From the point of view of painting as well as of letters, the
Eestoration was a grand epoch. Official encouragement was not
wanting to the painters. Gros and Gerard received the title of
Baron. There may be seen to-day in one of the new halls of the
French School at the Louvre, the pretty picture by Heim, which
represents Charles X. distributing the prizes for the Exposition
of 1824, where Le Vaeu de Louis XIII. by Ingres had figured, and
where the talent of Paul Delaroche had been disclosed. In the
Salon Carre of the Louvre, the King, in the uniform of general-in-
chief of the National Guards, blue coat with plaits of silver,
with the cordon of the Saint Esprit, and in high boots, himself
hands the cross of the Legion of Honor to the decorated artists,
among whom is seen Heim, the author of the picture.

Ingres, chief of the Classic School, and Delacroix, chief of the
Romantic School, shone at the same time.
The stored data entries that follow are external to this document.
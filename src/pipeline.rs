//! Scrape session: the context object carrying fetcher, rate limiter and
//! catalog cache through the pipeline.
//!
//! One session is created per top-level scraping invocation and torn down
//! around it. Processing is sequential throughout: competitions one at a
//! time, matches within a competition one at a time. Output rows preserve
//! competition-selection order, then match-discovery order, then
//! within-match bookline order.

use std::collections::HashMap;
use std::path::Path;
use std::time::Duration;

use chrono::Utc;
use serde::Serialize;
use tracing::{info, warn};

use crate::catalog::{CsvCatalog, SheetsCatalog};
use crate::config::{AppConfig, CatalogKind};
use crate::error::ScrapeError;
use crate::payout;
use crate::scraper::parsers::{CompetitionParser, MatchListParser};
use crate::scraper::{listing_url, MatchReport, OddsExtractor, RateLimiter, Readiness, SourceFetcher};
use crate::types::{sort_competitions, CompetitionRecord, OddsRow, PayoutSummary, Sport};

/// Inputs of one scraping run
#[derive(Debug, Clone)]
pub struct Selection {
    pub sport: Sport,
    /// Competitions in user-selected order
    pub competitions: Vec<CompetitionRecord>,
    pub bookmakers: Vec<String>,
    /// Maximum matches per competition
    pub max_matches: usize,
}

/// Everything one run produced
#[derive(Debug, Serialize)]
pub struct ScrapeOutcome {
    pub rows: Vec<OddsRow>,
    pub summary: Vec<PayoutSummary>,
    pub reports: Vec<MatchReport>,
    pub scraped_at: String,
}

/// Session-scoped pipeline context
pub struct ScrapeSession {
    fetcher: SourceFetcher,
    limiter: RateLimiter,
    config: AppConfig,
    /// Catalog cache for the duration of this session only
    catalog_cache: HashMap<(CatalogKind, Sport), Vec<CompetitionRecord>>,
}

impl ScrapeSession {
    /// Build the session resources selected by configuration
    pub async fn new(config: AppConfig) -> anyhow::Result<Self> {
        let fetcher = SourceFetcher::new(&config.scraper).await?;
        let limiter = RateLimiter::new(config.scraper.requests_per_minute);

        Ok(Self {
            fetcher,
            limiter,
            config,
            catalog_cache: HashMap::new(),
        })
    }

    /// Load the competition catalog for a sport from the given source,
    /// cached for the lifetime of the session.
    pub async fn load_competitions(
        &mut self,
        sport: Sport,
        kind: CatalogKind,
    ) -> Result<Vec<CompetitionRecord>, ScrapeError> {
        if let Some(cached) = self.catalog_cache.get(&(kind, sport)) {
            return Ok(cached.clone());
        }

        let records = match kind {
            CatalogKind::Csv => CsvCatalog::load(Path::new(&self.config.catalog.csv_path))?,
            CatalogKind::Sheets => {
                let source = SheetsCatalog::new(
                    &self.config.catalog.spreadsheet_id,
                    self.config.catalog.api_key.as_deref(),
                )?;
                source.load(sport).await?
            }
            CatalogKind::Site => self.list_site_competitions(sport).await?,
        };

        self.catalog_cache.insert((kind, sport), records.clone());
        Ok(records)
    }

    /// Enumerate competitions from the live listing page. Countries whose
    /// sub-menu is absent are resolved through their own page; a failure
    /// there is a per-country diagnostic, not an enumeration failure.
    async fn list_site_competitions(
        &self,
        sport: Sport,
    ) -> Result<Vec<CompetitionRecord>, ScrapeError> {
        let url = listing_url(sport);
        let timeout = Duration::from_secs(self.config.scraper.readiness_timeout_secs);

        self.limiter.acquire().await;
        let content = self.fetcher.fetch(&url, &Readiness::ScriptTags, timeout).await?;
        if let Some(page) = content.page {
            let _ = page.close().await;
        }

        let scan = CompetitionParser::parse(&content.html);
        let mut records = scan.records;

        for stub in scan.pending {
            self.limiter.acquire().await;
            match self
                .fetcher
                .fetch(&stub.url, &Readiness::ScriptTags, timeout)
                .await
            {
                Ok(content) => {
                    if let Some(page) = content.page {
                        let _ = page.close().await;
                    }
                    records.extend(CompetitionParser::parse_country_page(
                        &content.html,
                        &stub.country,
                    ));
                }
                Err(e) => {
                    warn!("skipping country page {}: {}", stub.url, e);
                }
            }
        }

        sort_competitions(&mut records);
        Ok(records)
    }

    /// Discover match URLs on a competition page. A readiness timeout means
    /// no matches, not a failure.
    pub async fn list_matches(
        &self,
        competition_url: &str,
        max_matches: usize,
    ) -> Result<Vec<String>, ScrapeError> {
        let timeout = Duration::from_secs(self.config.scraper.readiness_timeout_secs);

        self.limiter.acquire().await;
        let content = match self
            .fetcher
            .fetch(competition_url, &Readiness::ScriptTags, timeout)
            .await
        {
            Ok(content) => content,
            Err(ScrapeError::ContentNotReady { .. }) => {
                warn!("no matches found for {}", competition_url);
                return Ok(Vec::new());
            }
            Err(e) => return Err(e),
        };

        if let Some(page) = content.page {
            let _ = page.close().await;
        }

        Ok(MatchListParser::parse(&content.html, max_matches))
    }

    /// Run the full pipeline over a selection. Per-competition and
    /// per-match failures are logged and isolated; the outcome is always a
    /// (possibly partial) result set.
    pub async fn run(&self, selection: &Selection) -> ScrapeOutcome {
        let arity = selection.sport.arity();
        let extractor = OddsExtractor::new(&self.fetcher, &self.config.scraper);

        let mut rows: Vec<OddsRow> = Vec::new();
        let mut reports: Vec<MatchReport> = Vec::new();

        for competition in &selection.competitions {
            info!("scraping competition {} ({})", competition.name, competition.url);

            let matches = match self
                .list_matches(&competition.url, selection.max_matches)
                .await
            {
                Ok(matches) => matches,
                Err(e) => {
                    warn!("skipping competition {}: {}", competition.name, e);
                    continue;
                }
            };

            for match_url in matches {
                self.limiter.acquire().await;
                let (match_rows, report) = extractor
                    .extract(&match_url, arity, &selection.bookmakers)
                    .await;
                rows.extend(match_rows);
                reports.push(report);
            }
        }

        let summary = payout::summarize(&rows);

        ScrapeOutcome {
            rows,
            summary,
            reports,
            scraped_at: Utc::now().to_rfc3339(),
        }
    }

    /// Tear down session resources
    pub async fn close(self) {
        self.fetcher.close().await;
    }
}
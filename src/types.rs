//! Core data model: sports, competitions, odds rows and payout summaries.

use clap::ValueEnum;
use serde::{Deserialize, Serialize};

/// Sentinel for a missing draw column or an absent payout cell.
pub const NOT_APPLICABLE: &str = "N/A";

/// Home country pinned to the top of competition listings.
pub const HOME_COUNTRY: &str = "France";

/// Bookmakers known to appear on coteur.com match pages.
pub const ALL_BOOKMAKERS: [&str; 12] = [
    "Winamax",
    "Unibet",
    "Betclic",
    "Pmu",
    "ParionsSport",
    "Zebet",
    "Olybet",
    "Bwin",
    "Vbet",
    "Genybet",
    "Feelingbet",
    "Betsson",
];

/// Supported sport categories
#[derive(Debug, Clone, Copy, PartialEq, Eq, Hash, ValueEnum, Serialize, Deserialize)]
#[serde(rename_all = "lowercase")]
pub enum Sport {
    Football,
    Tennis,
    Rugby,
    Basket,
    Handball,
}

impl Sport {
    /// Number of market outcomes for this sport.
    pub fn arity(&self) -> OutcomeArity {
        match self {
            Sport::Football | Sport::Rugby | Sport::Handball => OutcomeArity::Three,
            Sport::Tennis | Sport::Basket => OutcomeArity::Two,
        }
    }

    /// Catalog tab name (the spreadsheet uses one tab per sport).
    pub fn sheet_name(&self) -> &'static str {
        match self {
            Sport::Football => "Football",
            Sport::Tennis => "Tennis",
            Sport::Rugby => "Rugby",
            Sport::Basket => "Basket",
            Sport::Handball => "Handball",
        }
    }

    /// URL path segment on coteur.com.
    pub fn slug(&self) -> &'static str {
        match self {
            Sport::Football => "football",
            Sport::Tennis => "tennis",
            Sport::Rugby => "rugby",
            Sport::Basket => "basketball",
            Sport::Handball => "handball",
        }
    }
}

/// Number of outcomes a market encodes: 2 (win/win) or 3 (win/draw/win).
#[derive(Debug, Clone, Copy, PartialEq, Eq, Serialize, Deserialize)]
pub enum OutcomeArity {
    Two,
    Three,
}

/// One competition discovered in a catalog or on the listing page.
#[derive(Debug, Clone, PartialEq, Eq, Serialize, Deserialize)]
pub struct CompetitionRecord {
    pub country: String,
    pub name: String,
    pub url: String,
}

/// Sort competitions with the home country first, then lexicographically by
/// (country, name). Records with an empty country sort last.
pub fn sort_competitions(records: &mut [CompetitionRecord]) {
    records.sort_by(|a, b| {
        let key = |r: &CompetitionRecord| {
            let rank = if r.country == HOME_COUNTRY {
                0u8
            } else if r.country.trim().is_empty() {
                2
            } else {
                1
            };
            (rank, r.country.clone(), r.name.clone())
        };
        key(a).cmp(&key(b))
    });
}

/// Odds row for a three-outcome market (football, rugby, handball).
#[derive(Debug, Clone, PartialEq, Eq, Serialize, Deserialize)]
pub struct ThreeWayOddsRow {
    pub match_name: String,
    pub bookmaker: String,
    pub home: String,
    pub draw: String,
    pub away: String,
    pub payout: String,
}

/// Odds row for a two-outcome market (tennis, basket).
#[derive(Debug, Clone, PartialEq, Eq, Serialize, Deserialize)]
pub struct TwoWayOddsRow {
    pub match_name: String,
    pub bookmaker: String,
    pub side_a: String,
    pub side_b: String,
    pub payout: String,
}

/// A single bookmaker's odds for one match.
///
/// The draw field exists only for three-outcome markets, so the row shape is
/// a tagged variant rather than one struct with optional fields.
#[derive(Debug, Clone, PartialEq, Eq, Serialize, Deserialize)]
#[serde(tag = "market", rename_all = "snake_case")]
pub enum OddsRow {
    ThreeWay(ThreeWayOddsRow),
    TwoWay(TwoWayOddsRow),
}

impl OddsRow {
    pub fn match_name(&self) -> &str {
        match self {
            OddsRow::ThreeWay(r) => &r.match_name,
            OddsRow::TwoWay(r) => &r.match_name,
        }
    }

    pub fn bookmaker(&self) -> &str {
        match self {
            OddsRow::ThreeWay(r) => &r.bookmaker,
            OddsRow::TwoWay(r) => &r.bookmaker,
        }
    }

    pub fn payout(&self) -> &str {
        match self {
            OddsRow::ThreeWay(r) => &r.payout,
            OddsRow::TwoWay(r) => &r.payout,
        }
    }

    /// Display column values in header order.
    pub fn columns(&self) -> Vec<&str> {
        match self {
            OddsRow::ThreeWay(r) => vec![
                &r.match_name,
                &r.bookmaker,
                &r.home,
                &r.draw,
                &r.away,
                &r.payout,
            ],
            OddsRow::TwoWay(r) => vec![
                &r.match_name,
                &r.bookmaker,
                &r.side_a,
                &r.side_b,
                &r.payout,
            ],
        }
    }
}

/// Display headers for an odds table of the given arity.
pub fn odds_headers(arity: OutcomeArity) -> &'static [&'static str] {
    match arity {
        OutcomeArity::Three => &["Match", "Bookmaker", "1", "Draw", "2", "Payout"],
        OutcomeArity::Two => &["Match", "Bookmaker", "1", "2", "Payout"],
    }
}

/// Average payout for one bookmaker across all scraped rows.
#[derive(Debug, Clone, PartialEq, Serialize, Deserialize)]
pub struct PayoutSummary {
    pub bookmaker: String,
    pub average_payout: f64,
}

impl PayoutSummary {
    /// Two decimal places with a trailing percent sign, e.g. "93.50%".
    pub fn formatted(&self) -> String {
        format!("{:.2}%", self.average_payout)
    }
}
In 1827, the first
submitted to general admiration l'Apotheose d'Homere and Le
Martyre de Saint Symphorien. The same year Delacroix, who had
already given in 1824 Le Massacre de Scio, in 1826 La Mort du Doge
Mariano Faliero, exhibited LE Christ au Jardin des Oliviers,
acquired for the Church of Saint Paul; Justinien,--for the Council
of State; and La Mort de Sardanapale.

When the Musee Charles X. (the Egyptian Museum) was opened at the
Louvre, the government ordered the frescoes and ceilings from
Gros, Gerard, Ingres, Schnetz, Abel de Pujol. M. Jules Mareschal
says:--

"The right-royal munificence of Charles X. was not marked by
niggardliness in the appreciation of works of art any more than in
the appreciation of the works of science and letters. But, as is
known, it is not by interest alone that the heart of the artist is
gained and his zeal stimulated. They are far more sensitive to the
esteem shown them, to the respect with which their art is
surrounded, and to the taste manifested in the judgment of their
productions. Now, who more than Louis XVIII. and Charles X.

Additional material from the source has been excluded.